To solve that, you can either use a fixed timestep (as mentioned by everyone above), or you can use a version that is based on absolute time values, instead of delta time values, which makes it perfectly deterministic and always works the same regardless of framerate:
onJump:
        onGround = false;
	initialJumpHeight = height;
	initialJumpVelocity = 11.5;
	timeAtJump = timeNow;
onLand:
	onGround = true;
update:
	if( !onGround ) {
		timeSinceJump = timeNow - timeAtJump;
		//motion under constant acceleration: o' = o + ut + att/2
		//(o'=new pos, o=initial pos, u=intiial velocity, t=time since initial conditions, a=acceleration)
		height = initialJumpHeight + initialJumpVelocity*timeSinceJump + 0.5*gravity*timeSinceJump*timeSinceJump;
	}
	return height;

Replacing the GameObject class wouldn't be too bad, as I'm developing with Test Driven Development, and Unity isn't the best environment for TDD, so I'm creating many little classes that get wrapped by GameObjects. The hardest part would be making the animations from the artists animate correctly. Basically, we're using Unity since not everyone on the team knows how to program.

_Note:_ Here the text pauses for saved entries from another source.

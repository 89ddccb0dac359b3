//! Background removal service CLI
//!
//! Drives the request dispatcher locally: one-off image requests, video jobs
//! with live progress polled from the job table, and environment diagnostics.

use super::config::CliConfigBuilder;
use crate::backends::video::FfmpegCodec;
use crate::config::ServiceConfig;
use crate::dispatcher::RequestDispatcher;
use crate::jobs::{JobId, JobState};
use crate::tracing_config::{init_cli_tracing, spans};
use anyhow::{Context, Result};
use clap::{Parser, Subcommand};
use indicatif::{ProgressBar, ProgressStyle};
use std::path::{Path, PathBuf};
use std::sync::Arc;
use std::time::Duration;
use tokio_util::sync::CancellationToken;
use tracing::{debug, info, warn, Instrument};

/// Poll interval of the video progress bar
const STATUS_POLL_INTERVAL: Duration = Duration::from_millis(200);

/// Background removal service front end
#[derive(Parser, Debug)]
#[command(author, version, about, long_about = None)]
#[command(name = "bgremove-service")]
pub struct Cli {
    /// Enable verbose logging (-v: DEBUG, -vv: TRACE)
    #[arg(short, long, action = clap::ArgAction::Count, global = true)]
    pub verbose: u8,

    /// Emit logs as JSON
    #[arg(long, global = true)]
    pub json_logs: bool,

    /// Directory containing `<method>.onnx` model files
    #[arg(long, value_name = "DIR", global = true)]
    pub models_dir: Option<PathBuf>,

    /// Scratch directory for uploads and frames
    #[arg(long, value_name = "DIR", global = true)]
    pub scratch_dir: Option<PathBuf>,

    /// Directory for finished video artifacts
    #[arg(long, value_name = "DIR", global = true)]
    pub output_dir: Option<PathBuf>,

    /// Client identity used for admission
    #[arg(long, default_value = "local", global = true)]
    pub client: String,

    #[command(subcommand)]
    pub command: Command,
}

#[derive(Subcommand, Debug)]
pub enum Command {
    /// Remove the background of an image and write a PNG
    Image {
        /// Input image
        input: PathBuf,
        /// Output PNG [default: <input>_nobg.png]
        #[arg(short, long)]
        output: Option<PathBuf>,
        /// Segmentation method
        #[arg(short, long, default_value = "passthrough")]
        method: String,
    },
    /// Remove the background of a video and write a transparent WebM
    Video {
        /// Input video (mp4, mov, avi, mkv, webm)
        input: PathBuf,
        /// Output file [default: <input>_nobg.webm]
        #[arg(short, long)]
        output: Option<PathBuf>,
        /// Segmentation method
        #[arg(short, long, default_value = "passthrough")]
        method: String,
        /// Frames transformed per batch
        #[arg(long)]
        batch_size: Option<usize>,
        /// Output frame rate
        #[arg(long)]
        framerate: Option<u32>,
    },
    /// List the methods this build can serve
    Methods {
        /// Print as JSON
        #[arg(long)]
        json: bool,
    },
    /// Check service environment variables and external tools
    CheckEnv,
}

pub async fn main() -> Result<()> {
    let cli = Cli::parse();
    let _tracing = init_cli_tracing(cli.verbose, cli.json_logs).context("Failed to initialize tracing")?;

    match &cli.command {
        Command::CheckEnv => check_env().await,
        Command::Methods { json } => {
            let dispatcher = build_dispatcher(&cli)?;
            print_methods(&dispatcher, *json)
        },
        Command::Image {
            input,
            output,
            method,
        } => {
            let dispatcher = build_dispatcher(&cli)?;
            let output = output.clone().unwrap_or_else(|| default_output(input, "png"));
            process_image(&dispatcher, &cli.client, method, input, &output)
                .instrument(spans::session("image", method))
                .await
        },
        Command::Video {
            input,
            output,
            method,
            ..
        } => {
            let dispatcher = build_dispatcher(&cli)?;
            let output = output.clone().unwrap_or_else(|| default_output(input, "webm"));
            let result = process_video(&dispatcher, &cli.client, method, input, &output)
                .instrument(spans::session("video", method))
                .await;
            dispatcher.shutdown().await;
            result
        },
    }
}

fn build_dispatcher(cli: &Cli) -> Result<RequestDispatcher> {
    let config = CliConfigBuilder::from_cli(cli).context("Failed to build configuration")?;
    let registry = CliConfigBuilder::registry(cli.models_dir.as_deref());
    debug!(methods = ?registry.methods(), "Segmenters registered");

    let codec = Arc::new(FfmpegCodec::new(config.video.tool_timeout));
    RequestDispatcher::new(config, registry, codec).context("Failed to start dispatcher")
}

fn default_output(input: &Path, extension: &str) -> PathBuf {
    let stem = input
        .file_stem()
        .map_or_else(|| "output".to_string(), |s| s.to_string_lossy().into_owned());
    input.with_file_name(format!("{stem}_nobg.{extension}"))
}

async fn process_image(
    dispatcher: &RequestDispatcher,
    client: &str,
    method: &str,
    input: &Path,
    output: &Path,
) -> Result<()> {
    let bytes = tokio::fs::read(input)
        .await
        .with_context(|| format!("Failed to read {}", input.display()))?;

    let cancel = CancellationToken::new();
    let response = dispatcher
        .remove_background(client, method, bytes, &cancel)
        .await
        .with_context(|| format!("Failed to process {}", input.display()))?;

    tokio::fs::write(output, &response.png)
        .await
        .with_context(|| format!("Failed to write {}", output.display()))?;

    info!(
        output = %output.display(),
        width = response.width,
        height = response.height,
        elapsed_ms = response.elapsed.as_millis() as u64,
        "Image written"
    );
    println!("{}", output.display());
    Ok(())
}

async fn process_video(
    dispatcher: &RequestDispatcher,
    client: &str,
    method: &str,
    input: &Path,
    output: &Path,
) -> Result<()> {
    let bytes = tokio::fs::read(input)
        .await
        .with_context(|| format!("Failed to read {}", input.display()))?;
    let file_name = input
        .file_name()
        .map(|n| n.to_string_lossy().into_owned())
        .unwrap_or_default();

    let job = dispatcher
        .submit_video(client, method, &file_name, bytes)
        .await
        .with_context(|| format!("Failed to submit {}", input.display()))?;
    info!(job_id = %job, "Video job submitted");

    let state = poll_until_done(dispatcher, job)
        .instrument(spans::video_job(&job.to_string(), input))
        .await?;

    match state {
        JobState::Completed { output: artifact } => {
            tokio::fs::copy(&artifact, output)
                .await
                .with_context(|| format!("Failed to copy artifact to {}", output.display()))?;
            println!("{}", output.display());
            Ok(())
        },
        JobState::Failed { reason } => anyhow::bail!("Video job {job} failed: {reason}"),
        other => anyhow::bail!("Video job {job} stopped in state {}", other.label()),
    }
}

/// Show job progress until it finishes; Ctrl-C cancels the job
async fn poll_until_done(dispatcher: &RequestDispatcher, job: JobId) -> Result<JobState> {
    let bar = ProgressBar::new(100);
    bar.set_style(
        ProgressStyle::default_bar()
            .template("{spinner:.green} [{elapsed_precise}] [{bar:40.cyan/blue}] {pos}% {msg}")
            .context("Invalid progress bar template")?
            .progress_chars("#>-"),
    );

    let mut ticker = tokio::time::interval(STATUS_POLL_INTERVAL);
    let state = loop {
        tokio::select! {
            _ = tokio::signal::ctrl_c() => {
                warn!(job_id = %job, "Interrupted; cancelling job");
                dispatcher.cancel_job(job);
                break dispatcher.wait_for_job(job).await?;
            }
            _ = ticker.tick() => {
                let state = dispatcher.status(job)?;
                bar.set_message(state.label());
                if let Some(progress) = state.progress() {
                    bar.set_position(u64::from(progress));
                }
                if state.is_terminal() {
                    break state;
                }
            }
        }
    };

    if matches!(state, JobState::Completed { .. }) {
        bar.finish_with_message("done");
    } else {
        bar.abandon_with_message(state.label());
    }
    Ok(state)
}

fn print_methods(dispatcher: &RequestDispatcher, json: bool) -> Result<()> {
    if json {
        println!("{}", serde_json::to_string_pretty(&dispatcher.health())?);
        return Ok(());
    }
    for method in dispatcher.methods() {
        println!("{method}");
    }
    Ok(())
}

async fn check_env() -> Result<()> {
    let mut problems = 0;
    for report in ServiceConfig::env_report(|name| std::env::var(name).ok()) {
        let value = report.value.as_deref().unwrap_or("(default)");
        match &report.problem {
            Some(problem) => {
                problems += 1;
                println!("✗ {:<24} {value}  {problem}", report.name);
            },
            None => println!("✓ {:<24} {value}", report.name),
        }
    }

    let ffmpeg = FfmpegCodec::default();
    if ffmpeg.is_available().await {
        println!("✓ {:<24} found", "ffmpeg");
    } else {
        problems += 1;
        println!("✗ {:<24} not found on PATH (video jobs will fail)", "ffmpeg");
    }

    if problems > 0 {
        anyhow::bail!("{problems} environment problem(s) found");
    }
    Ok(())
}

But do you have any reason to change to Monogame? It sounds like you just don't like Unity. If Unity is not a good environment for TDD you shouldn't be using it.

I guess that the more you do with Unity, the harder it will be to change for the whole team. And as long as you want to use Unity but not use Unity's stuff, the development will be harder and slower too.

Those people that can't code won't be able to work if you change to Monogame, you'll be adding a problem to the project. What do those people do? Are they artists, sound and level designers? Unity is great to test those aspects directly in the game, but how will they work after the change?

Anyway, all this looks kind of offtopic, but I think it's a bad idea to change to Monogame if you don't have a good reason, and even worse if you avoid using things and make development harder without some advantage.